Select and copy out every line in the records containing "rejected".

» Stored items
++++++
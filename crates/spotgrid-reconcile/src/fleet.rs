//! Fleet reconciler: applies a scaling decision to the fleet provider.
//!
//! Each operation is independent: a failure is reported in its
//! `PhaseStatus`, logged, and not retried within the cycle.

use std::sync::Arc;

use tracing::{error, info, warn};

use spotgrid_core::{FLEET_MARKER_TAG_KEY, InstanceId};

use crate::cycle::PhaseStatus;
use crate::error::ErrorClass;
use crate::ports::{BuildQueue, FleetApi};

pub struct FleetReconciler {
    api: Arc<dyn FleetApi>,
    fleet_id: String,
}

impl FleetReconciler {
    pub fn new(api: Arc<dyn FleetApi>, fleet_id: &str) -> Self {
        Self {
            api,
            fleet_id: fleet_id.to_string(),
        }
    }

    pub fn fleet_id(&self) -> &str {
        &self.fleet_id
    }

    /// Request `new_capacity` unless it equals `current`.
    pub async fn apply_capacity(&self, current: u32, new_capacity: u32) -> PhaseStatus {
        if current == new_capacity {
            info!(fleet = %self.fleet_id, capacity = current, "no scaling decision made");
            return PhaseStatus::skipped("target capacity unchanged");
        }

        match self.api.modify_capacity(&self.fleet_id, new_capacity).await {
            Ok(true) => {
                info!(
                    fleet = %self.fleet_id,
                    from = current,
                    to = new_capacity,
                    "fleet target capacity changed"
                );
                PhaseStatus::succeeded(format!("target capacity {current} -> {new_capacity}"))
            }
            Ok(false) => {
                error!(fleet = %self.fleet_id, to = new_capacity, "modify fleet request rejected");
                PhaseStatus::failed(ErrorClass::Client, "modify fleet request rejected by provider")
            }
            Err(e) => {
                error!(fleet = %self.fleet_id, error = %e, "modify fleet request failed");
                PhaseStatus::from_fleet_error(&e)
            }
        }
    }

    /// Terminate exactly the given instances.
    pub async fn terminate_instances(&self, instance_ids: &[InstanceId]) -> PhaseStatus {
        if instance_ids.is_empty() {
            return PhaseStatus::skipped("no instances selected for termination");
        }

        match self.api.terminate_instances(instance_ids).await {
            Ok(()) => {
                info!(fleet = %self.fleet_id, instances = ?instance_ids, "idle instances terminated");
                PhaseStatus::succeeded(format!("terminated {}", instance_ids.join(", ")))
            }
            Err(e) => {
                error!(fleet = %self.fleet_id, instances = ?instance_ids, error = %e, "instance termination failed");
                PhaseStatus::from_fleet_error(&e)
            }
        }
    }

    /// Tag active instances with the fleet marker. Best-effort.
    pub async fn tag_active_instances(&self, instance_ids: &[InstanceId]) -> PhaseStatus {
        if instance_ids.is_empty() {
            return PhaseStatus::skipped("no active instances");
        }

        match self
            .api
            .tag_resources(instance_ids, FLEET_MARKER_TAG_KEY, "")
            .await
        {
            Ok(()) => PhaseStatus::succeeded(format!("tagged {} instance(s)", instance_ids.len())),
            Err(e) => {
                warn!(fleet = %self.fleet_id, error = %e, "tagging instances failed");
                PhaseStatus::from_fleet_error(&e)
            }
        }
    }

    /// Cancel the fleet, terminating its instances, if no build is queued.
    ///
    /// The queue is read at call time, not taken from the cycle's snapshot.
    pub async fn cancel_fleet_if_idle(&self, queue: &dyn BuildQueue) -> PhaseStatus {
        let queued = match queue.queued_items().await {
            Ok(items) => items.len(),
            Err(e) => {
                error!(fleet = %self.fleet_id, error = %e, "could not read build queue before cancelling fleet");
                return PhaseStatus::failed(e.class(), e.to_string());
            }
        };

        if queued > 0 {
            info!(fleet = %self.fleet_id, queued, "builds still queued; fleet kept");
            return PhaseStatus::skipped(format!("{queued} build(s) still queued"));
        }

        match self.api.cancel_fleet(&self.fleet_id, true).await {
            Ok(cancelled) if cancelled.is_empty() => {
                error!(fleet = %self.fleet_id, "cancellation of fleet failed");
                PhaseStatus::failed(ErrorClass::Client, "provider cancelled no fleet requests")
            }
            Ok(_) => {
                info!(fleet = %self.fleet_id, "cancellation of fleet succeeded");
                PhaseStatus::succeeded("fleet cancelled with instance termination")
            }
            Err(e) => {
                error!(fleet = %self.fleet_id, error = %e, "cancel fleet request failed");
                PhaseStatus::from_fleet_error(&e)
            }
        }
    }
}
//! spotgrid.toml configuration parser.

use serde::{Deserialize, Serialize};
use std::path::Path;

use crate::error::{ConfigError, ConfigResult, FieldError};
use crate::ownership::{DEFAULT_AGENT_NAME_PATTERN, FleetOwnership};
use crate::types::ScalingThresholds;

/// Region codes the fleet may live in.
pub const SUPPORTED_REGIONS: &[&str] = &[
    "us-east-1",
    "us-west-1",
    "us-west-2",
    "eu-west-1",
    "eu-central-1",
    "ap-southeast-1",
    "ap-southeast-2",
    "ap-northeast-1",
    "ap-northeast-2",
    "sa-east-1",
];

const DEFAULT_TEARDOWN_CONCURRENCY: u32 = 4;

const EMPTY: &str = "can't be empty";
const NOT_POSITIVE: &str = "integer value must be positive";
const MISSING_THRESHOLD: &str = "autoscaling inputs must be positive integers";

#[derive(Debug, Clone, Serialize, Deserialize)]
pub struct FileConfig {
    pub fleet: FleetSection,
    #[serde(default)]
    pub autoscaling: AutoscalingSection,
    #[serde(default)]
    pub agents: AgentsSection,
}

#[derive(Debug, Clone, Serialize, Deserialize)]
pub struct FleetSection {
    #[serde(default)]
    pub id: String,
    #[serde(default)]
    pub region: String,
    #[serde(default)]
    pub terminate_when_idle: bool,
}

/// Thresholds are signed so that negative values reach the validator.
#[derive(Debug, Clone, Default, Serialize, Deserialize)]
pub struct AutoscalingSection {
    #[serde(default)]
    pub enabled: bool,
    pub max_queued_builds: Option<i64>,
    pub max_average_queue_minutes: Option<i64>,
    pub max_idle_instances: Option<i64>,
    pub max_units_per_scale: Option<i64>,
}

#[derive(Debug, Clone, Serialize, Deserialize)]
pub struct AgentsSection {
    #[serde(default = "default_name_pattern")]
    pub name_pattern: String,
    #[serde(default = "default_teardown_concurrency")]
    pub teardown_concurrency: u32,
}

impl Default for AgentsSection {
    fn default() -> Self {
        Self {
            name_pattern: default_name_pattern(),
            teardown_concurrency: default_teardown_concurrency(),
        }
    }
}

fn default_name_pattern() -> String {
    DEFAULT_AGENT_NAME_PATTERN.to_string()
}

fn default_teardown_concurrency() -> u32 {
    DEFAULT_TEARDOWN_CONCURRENCY
}

/// Validated settings for one cycle.
#[derive(Debug, Clone, PartialEq)]
pub struct CycleSettings {
    pub fleet_id: String,
    pub region: String,
    pub terminate_fleet_when_idle: bool,
    pub thresholds: ScalingThresholds,
    pub ownership: FleetOwnership,
    pub teardown_concurrency: usize,
}

impl FileConfig {
    pub fn from_file(path: &Path) -> ConfigResult<Self> {
        let content = std::fs::read_to_string(path)?;
        Self::from_toml_str(&content)
    }

    pub fn from_toml_str(content: &str) -> ConfigResult<Self> {
        Ok(toml::from_str(content)?)
    }

    pub fn to_toml_string(&self) -> ConfigResult<String> {
        Ok(toml::to_string_pretty(self)?)
    }

    /// Scaffold a config with autoscaling enabled at conservative thresholds.
    pub fn scaffold(fleet_id: &str, region: &str) -> Self {
        FileConfig {
            fleet: FleetSection {
                id: fleet_id.to_string(),
                region: region.to_string(),
                terminate_when_idle: false,
            },
            autoscaling: AutoscalingSection {
                enabled: true,
                max_queued_builds: Some(3),
                max_average_queue_minutes: Some(5),
                max_idle_instances: Some(2),
                max_units_per_scale: Some(2),
            },
            agents: AgentsSection::default(),
        }
    }

    /// Validate every field and produce cycle settings.
    ///
    /// All problems are collected before returning so that an operator sees
    /// the full list at once.
    pub fn validate(&self) -> ConfigResult<CycleSettings> {
        let mut errors = Vec::new();

        if self.fleet.id.trim().is_empty() {
            errors.push(FieldError::new("fleet.id", EMPTY));
        }

        let region = region_code(&self.fleet.region);
        if region.is_empty() {
            errors.push(FieldError::new("fleet.region", EMPTY));
        } else if !SUPPORTED_REGIONS.contains(&region) {
            errors.push(FieldError::new(
                "fleet.region",
                &format!("unsupported region: {region}"),
            ));
        }

        let thresholds = self.autoscaling.thresholds(&mut errors);

        let ownership = match FleetOwnership::new(&self.agents.name_pattern) {
            Ok(o) => Some(o),
            Err(e) => {
                errors.push(FieldError::new(
                    "agents.name_pattern",
                    &format!("invalid pattern: {e}"),
                ));
                None
            }
        };

        if self.agents.teardown_concurrency == 0 {
            errors.push(FieldError::new("agents.teardown_concurrency", NOT_POSITIVE));
        }

        match ownership {
            Some(ownership) if errors.is_empty() => Ok(CycleSettings {
                fleet_id: self.fleet.id.trim().to_string(),
                region: region.to_string(),
                terminate_fleet_when_idle: self.fleet.terminate_when_idle,
                thresholds,
                ownership,
                teardown_concurrency: self.agents.teardown_concurrency as usize,
            }),
            _ => Err(ConfigError::Invalid(errors)),
        }
    }
}

impl AutoscalingSection {
    fn thresholds(&self, errors: &mut Vec<FieldError>) -> ScalingThresholds {
        if !self.enabled {
            return ScalingThresholds::disabled();
        }

        let fields = [
            ("autoscaling.max_queued_builds", self.max_queued_builds),
            ("autoscaling.max_average_queue_minutes", self.max_average_queue_minutes),
            ("autoscaling.max_idle_instances", self.max_idle_instances),
            ("autoscaling.max_units_per_scale", self.max_units_per_scale),
        ];

        if fields.iter().any(|(_, v)| v.is_none()) {
            errors.push(FieldError::new("autoscaling.enabled", MISSING_THRESHOLD));
            return ScalingThresholds::disabled();
        }

        let mut values = [0u32; 4];
        for (slot, (field, value)) in values.iter_mut().zip(fields) {
            match value.and_then(|v| u32::try_from(v).ok()).filter(|v| *v > 0) {
                Some(v) => *slot = v,
                None => errors.push(FieldError::new(field, NOT_POSITIVE)),
            }
        }

        ScalingThresholds {
            enabled: true,
            max_queued_builds: values[0],
            max_average_queue_minutes: values[1],
            max_idle_instances: values[2],
            max_units_per_scale: values[3],
        }
    }
}

/// Reduce a region label such as `us-east-1 (N. Virginia)` to its code.
fn region_code(label: &str) -> &str {
    label.split(" (").next().unwrap_or_default().trim()
}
++++++
» RESPONSE
                error!(fleet = %self.fleet_id, to = new_capacity, "modify fleet request rejected");
                PhaseStatus::failed(ErrorClass::Client, "modify fleet request rejected by provider")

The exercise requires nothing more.